INSPIRED CANNIBALISM.

"The Tanas often regale themselves with human flesh merely from the delight they take in it. For this purpose they make a semblance as if they were under the influence of a spirit, and, after various grimaces and contortions, appear to fall into a deep sleep. This they take care shall always be done in such places and on such occasions, as that there may be an abundance of spectators. After sleeping a short time, they wake suddenly, and relate to the people around them what the spirit has dictated to them in their dreams. The command sometimes happens to be, that a woman or man, a tattooed or an untattooed person, a fat or a lean one, an old man or a youth, out of the next valley, or from the next river, must be seized and brought to them.
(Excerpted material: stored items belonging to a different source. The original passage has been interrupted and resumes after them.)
//! Registry tuning, loaded from `registry_config.json`.
//!
//! `MULTIBLOCK_CONFIG_PATH` overrides the bundled file.

use std::{
    env, fs, io,
    path::{Path, PathBuf},
    sync::Arc,
    time::Duration,
};

use serde::Deserialize;
use thiserror::Error;

use crate::world::DimensionId;

pub const BUILTIN_REGISTRY_CONFIG: &str = include_str!("data/registry_config.json");
pub const CONFIG_PATH_ENV: &str = "MULTIBLOCK_CONFIG_PATH";

#[derive(Debug, Clone, Deserialize)]
#[serde(default)]
pub struct RegistryConfig {
    pub scan_interval_ms: u64,
    pub scanner_thread_name: String,
    pub record_prefix: String,
}

impl Default for RegistryConfig {
    fn default() -> Self {
        Self {
            scan_interval_ms: 250,
            scanner_thread_name: "multiblock-scanner".to_string(),
            record_prefix: "Multiblocked".to_string(),
        }
    }
}

impl RegistryConfig {
    pub fn builtin() -> Arc<Self> {
        Arc::new(
            serde_json::from_str(BUILTIN_REGISTRY_CONFIG)
                .expect("builtin registry config should parse"),
        )
    }

    pub fn from_json_str(json: &str) -> Result<Self, serde_json::Error> {
        serde_json::from_str(json)
    }

    pub fn from_file(path: &Path) -> Result<Self, RegistryConfigError> {
        let contents = fs::read_to_string(path).map_err(|source| RegistryConfigError::Read {
            path: path.to_path_buf(),
            source,
        })?;
        let config = RegistryConfig::from_json_str(&contents)?;
        if config.scan_interval_ms == 0 {
            return Err(RegistryConfigError::ZeroInterval);
        }
        Ok(config)
    }

    pub fn scan_interval(&self) -> Duration {
        Duration::from_millis(self.scan_interval_ms.max(1))
    }

    /// Name of the saved record holding `dimension`'s structures.
    pub fn record_name(&self, dimension: &DimensionId) -> String {
        format!("{}{}", self.record_prefix, dimension.suffix())
    }
}

#[derive(Debug, Error)]
pub enum RegistryConfigError {
    #[error("failed to parse registry config: {0}")]
    Parse(#[from] serde_json::Error),
    #[error("failed to read registry config from {path:?}: {source}")]
    Read {
        path: PathBuf,
        #[source]
        source: io::Error,
    },
    #[error("scan_interval_ms must be greater than zero")]
    ZeroInterval,
}

/// Load the registry configuration from the environment override, if any,
/// falling back to the bundled defaults.
pub fn load_registry_config_from_env() -> Arc<RegistryConfig> {
    if let Some(path) = env::var_os(CONFIG_PATH_ENV).map(PathBuf::from) {
        match RegistryConfig::from_file(&path) {
            Ok(config) => {
                tracing::info!(
                    target: "multiblocked::config",
                    path = %path.display(),
                    "registry_config.loaded=file"
                );
                return Arc::new(config);
            }
            Err(err) => {
                tracing::warn!(
                    target: "multiblocked::config",
                    path = %path.display(),
                    error = %err,
                    "registry_config.load_failed"
                );
            }
        }
    }

    tracing::debug!(target: "multiblocked::config", "registry_config.loaded=builtin");
    RegistryConfig::builtin()
}
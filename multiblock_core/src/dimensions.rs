use std::collections::btree_map::{BTreeMap, Entry};
use std::sync::Arc;

use bevy_ecs::prelude::Resource;

use crate::config::RegistryConfig;
use crate::registry::MultiblockWorldData;
use crate::store::{RecordStore, StoreError};
use crate::world::{DimensionId, WorldContext};

/// One [`MultiblockWorldData`] per loaded dimension.
#[derive(Resource)]
pub struct DimensionRegistries {
    config: Arc<RegistryConfig>,
    worlds: BTreeMap<DimensionId, MultiblockWorldData>,
}

impl DimensionRegistries {
    pub fn new(config: Arc<RegistryConfig>) -> Self {
        Self {
            config,
            worlds: BTreeMap::new(),
        }
    }

    pub fn config(&self) -> &RegistryConfig {
        &self.config
    }

    /// Returns the registry for `world`'s dimension, loading its saved record
    /// on first access.
    pub fn get_or_load(
        &mut self,
        world: &dyn WorldContext,
        store: &dyn RecordStore,
    ) -> Result<&mut MultiblockWorldData, StoreError> {
        match self.worlds.entry(world.dimension().clone()) {
            Entry::Occupied(entry) => Ok(entry.into_mut()),
            Entry::Vacant(entry) => {
                let (data, _report) =
                    MultiblockWorldData::load_or_create(store, world, &self.config)?;
                Ok(entry.insert(data))
            }
        }
    }

    pub fn get(&self, dimension: &DimensionId) -> Option<&MultiblockWorldData> {
        self.worlds.get(dimension)
    }

    pub fn get_mut(&mut self, dimension: &DimensionId) -> Option<&mut MultiblockWorldData> {
        self.worlds.get_mut(dimension)
    }

    /// Writes every dirty dimension. Stops at the first failing write.
    pub fn flush_all(&mut self, store: &dyn RecordStore) -> Result<usize, StoreError> {
        let mut written = 0;
        for data in self.worlds.values_mut() {
            if data.flush(store)? {
                written += 1;
            }
        }
        Ok(written)
    }

    /// Saves and drops the dimension's registry, joining its scanner.
    ///
    /// A failed write leaves the registry loaded and dirty.
    pub fn unload(
        &mut self,
        dimension: &DimensionId,
        store: &dyn RecordStore,
    ) -> Result<bool, StoreError> {
        let Some(data) = self.worlds.get_mut(dimension) else {
            return Ok(false);
        };
        data.flush(store)?;
        if let Some(mut data) = self.worlds.remove(dimension) {
            data.shutdown();
        }
        Ok(true)
    }

    pub fn dimensions(&self) -> impl Iterator<Item = &DimensionId> {
        self.worlds.keys()
    }
}
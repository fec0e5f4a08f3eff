//! Fixture components shared by the integration tests under `tests/`.

use std::sync::atomic::{AtomicBool, AtomicUsize, Ordering};
use std::sync::Arc;

use parking_lot::RwLock;

use multiblock_core::{
    BlockPos, CapabilityProxy, ChangeTracker, Component, Controller, MultiblockState,
    PeriodToken, ProxyError,
};

/// Proxy that counts evaluations and can be switched into a failing mode.
#[derive(Default)]
pub struct ProbeProxy {
    tracker: ChangeTracker,
    evaluations: AtomicUsize,
    failing: AtomicBool,
}

impl ProbeProxy {
    pub fn new() -> Arc<Self> {
        Arc::new(Self::default())
    }

    pub fn failing() -> Arc<Self> {
        let proxy = Self::default();
        proxy.failing.store(true, Ordering::SeqCst);
        Arc::new(proxy)
    }

    pub fn evaluations(&self) -> usize {
        self.evaluations.load(Ordering::SeqCst)
    }

    pub fn last_period(&self) -> Option<PeriodToken> {
        self.tracker.last_period()
    }
}

impl CapabilityProxy for ProbeProxy {
    fn refresh(&self, period: PeriodToken) -> Result<(), ProxyError> {
        if self.failing.load(Ordering::SeqCst) {
            return Err(ProxyError::Refresh("probe configured to fail".to_string()));
        }
        if self.tracker.claim(period) {
            self.evaluations.fetch_add(1, Ordering::SeqCst);
        }
        Ok(())
    }
}

/// Controller whose proxy table can be edited while the scanner runs.
pub struct ProbeController {
    pos: BlockPos,
    proxies: RwLock<Vec<Arc<dyn CapabilityProxy>>>,
}

impl ProbeController {
    pub fn new(pos: BlockPos) -> Arc<Self> {
        Arc::new(Self {
            pos,
            proxies: RwLock::new(Vec::new()),
        })
    }

    pub fn with_proxies(pos: BlockPos, proxies: Vec<Arc<dyn CapabilityProxy>>) -> Arc<Self> {
        Arc::new(Self {
            pos,
            proxies: RwLock::new(proxies),
        })
    }

    pub fn attach(&self, proxy: Arc<dyn CapabilityProxy>) {
        self.proxies.write().push(proxy);
    }

    pub fn detach_all(&self) {
        self.proxies.write().clear();
    }
}

impl Controller for ProbeController {
    fn pos(&self) -> BlockPos {
        self.pos
    }

    fn proxies(&self) -> Vec<Arc<dyn CapabilityProxy>> {
        self.proxies.read().clone()
    }

    fn has_proxies(&self) -> bool {
        !self.proxies.read().is_empty()
    }
}

/// Controller that blows up whenever it is asked for its proxies.
pub struct BrokenController(pub BlockPos);

impl Controller for BrokenController {
    fn pos(&self) -> BlockPos {
        self.0
    }

    fn proxies(&self) -> Vec<Arc<dyn CapabilityProxy>> {
        panic!("controller at {} lost its world", self.0);
    }
}

/// Non-controller member block.
pub struct Casing(pub BlockPos);

impl Component for Casing {
    fn pos(&self) -> BlockPos {
        self.0
    }
}

/// A solid `side`³ cube of members starting at `anchor`.
pub fn cube(anchor: BlockPos, side: i32) -> MultiblockState {
    let mut members = Vec::new();
    for dx in 0..side {
        for dy in 0..side {
            for dz in 0..side {
                members.push(anchor.offset(dx, dy, dz));
            }
        }
    }
    MultiblockState::new(anchor, "multiblocked:cube", members)
}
The people to whom this is related, immediately post themselves in some ambush near a footpath, or a river that abounds with fish, and the consequence is, that the first person that comes that way, bearing any resemblance to the description given as seen in the dream, is taken, and brought to the Tana's morai, and eaten in company with his taboo society. It depends also frequently upon the Tana to determine whether any enemies shall be taken prisoners, and how many."